Of course, I tried to please my father, but that's another task entirely. Nothing short of perfection was good enough for him... and yet, my whole life he taught me that anything and everything I would do was right because of who I was. Because of my name I would always be the best. Was the best. Was the one everyone wanted to be, or at least, the one everyone wanted to be near ("like moths to a flame", he had said). But everything I did was never 'quite' enough for Father. I always saw it in his eyes. Simply because I wasn't him, wasn't the very emulation of him, meant I would never be a perfect 10 in his eyes... but a 10 in the eyes of one of our namesake (as he always told me), was an 100 in everyone else's (he always spat the last part, as if they were dirt).  
  
Simply because of who I was, I would automatically be a 100 to everyone else, but to my own father I would never even be a 10.  
  
That eleven-year-old boy was the first one to truly shatter that.  
  
Of course I had heard of him. Had admired him. He was a 100 in everyone's eyes; he was one worthy of my friendship. He wasn't a moth, he too was a flame. And together we would burn brightly.  
  
But he refused me.  
  
True I didn't go about the offer in the most... diplomatic way possible.  
  
The arrogance and confidence in my voice wasn't felt at that moment... I wasn't nervous, I was certain of his acceptance, but I had opened myself up to him in a way I hadn't for anyone else.  
  
I had been eager, and images of us as friends flashed through my mind as I held out my hand.  
  
I had, in those arrogant words offered myself to him.  
  
And he refused.  
  
It had stung just as badly as if he had slapped me. The first thing I felt was shock.  
  
He had turned me down. He refused me. Knew my name and still refused me.  
  
But the thing that sent me reeling was the hurt. I had wanted his friendship. I had wanted him to be, not as all others were to me, not as Crabbe and Goyle were, but as a friend. I had seen us playing pranks on pathetic Hufflepuffs together, being team-mates on the Slytherin Quiddich team together. I had seen him as (almost) an equal...  
  
He had refused.  
  
And so went the shock, the hurt, replaced instead with bitterness, jealousy, rage.  
  
I wanted to hate him. He and his freckled pauper and his know-it-all mudblood. He and his stupid scar, stupid broomstick.  
  
But I didn't. I still don't.  
  
Oh I don't like him, mind. To an outsider my feelings for Potter would appear to be hatred, loathing. But they're not. Just as before bitterness, jealousy and rage were my companions in his stead.  
  
I was green with envy over him. I thought at first it was because he always saved the day (Saint Potter), or because he always won the Quiddich game (Perfect Potter), or because he could do ANYTHING and get away with it (Golden Gryffindor).  
  
I thought that for years.  
  
But at the end of fourth year, I began to understand I was envious, jealous, for an entirely different reason.  
  
This great epiphany occurred on the very last day of our fourth year.  
We were all on the train, on the way home. I had to see him, had to knock him down a peg or two.  
  
And I did.  
  
I saw it in his eyes at the mention of the Hufflepuff martyr.  
  
But it wasn't that.  
  
The moment occurred as I was dragged (or rather, thrown) from his compartment.  
  
I envied Potter his friends. I was blinded with jealousy, that he had what I wanted, but could never had.  
  
I spent the summer going over every memory I had of the Golden Trio.  
  
And I wondered what it was like, to laugh, to be accepted, to be loved.  
  
I wondered what it would be like to have people rush from the stands after a Quddich game as fast as their feet could carry them, to see that I was all right.  
  
To have them argue with Madame Pomfrey because they didn't want to leave my side. To positively glow when they saw that I was all right.  
  
I wondered what it was like to BE Potter.


	2. chapter 2

Name: Hannah-Freya

Email: 

Rating: PG so far

Pairing: Will be DM/HrG

Summary: _What happens when you're presented with an opportunity to have everything you ever wanted? Would you take it?_ (NOT SLASH!)

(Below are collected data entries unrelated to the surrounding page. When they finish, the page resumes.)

//! Long-term memory: pinned + structured items with hybrid retrieval and
//! post-run consolidation.
//!
//! The item store is SQLite (`memory_items` plus a token index); pinned
//! items live in a small always-loaded JSON snapshot. Retrieval unions a
//! lexical BM25 scan with a bounded vector scan and re-scores with a
//! recency bias. Consolidation deduplicates extracted facts by normalized
//! hash, then by cosine near-duplicate merge.

mod consolidate;
mod embed;
mod extract;
mod packet;
mod pinned;
mod retrieval;
mod service;
mod store;

pub use consolidate::{cosine, normalize_text, norm_hash};
pub use embed::EmbeddingBacklog;
pub use extract::{extract_facts, FactCandidate};
pub use packet::{MemoryPacket, TurnPair};
pub use pinned::{PinnedItem, PinnedSet};
pub use retrieval::MemoryHit;
pub use service::{IngestReport, MemoryChange, MemoryService};
pub use store::{MemoryItem, MemoryStore};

Summary for this part: Draco reaches a decision...

Part Two 

I wanted to be Potter. Just for one moment.

To be the hero.

I wanted to be a part of the golden trio.

Oh, I haven't gone soft. I still look down on the Weasel, and the Mudblood.

They are less than me.

Logically I know this, but still I want them. I want Granger to look at me adoringly like she does Potter. I want to throw my head back and laugh as heartily as Potter because of something amusing the Weasel has said.

I want to know what it is that they do when all of Hogwarts is asleep. What they whisper about when their heads enclose in their little circle. How they manage to foil all of the Dark Lord's plans.

When we returned to school to start our fifth year, Harry's credibility was shot.

I revelled in it. Finally perfect precious Potter was finally being put in his place.

All the same, the golden group seemed to find happiness among them.

Through power given to me by the new DADA teacher, I pursued them.

I hated that they smiled. I wanted to wipe the grins off their faces That they laughed. That people (even if they were few and far between) still talked to them.

I watched them.

No one ever noticed.

Years went by. My habit continued.

Fifth year came and went.

One day, as the final days of our sixth year ticked by, I watched Granger out of the corner of my eye as she scowered the library.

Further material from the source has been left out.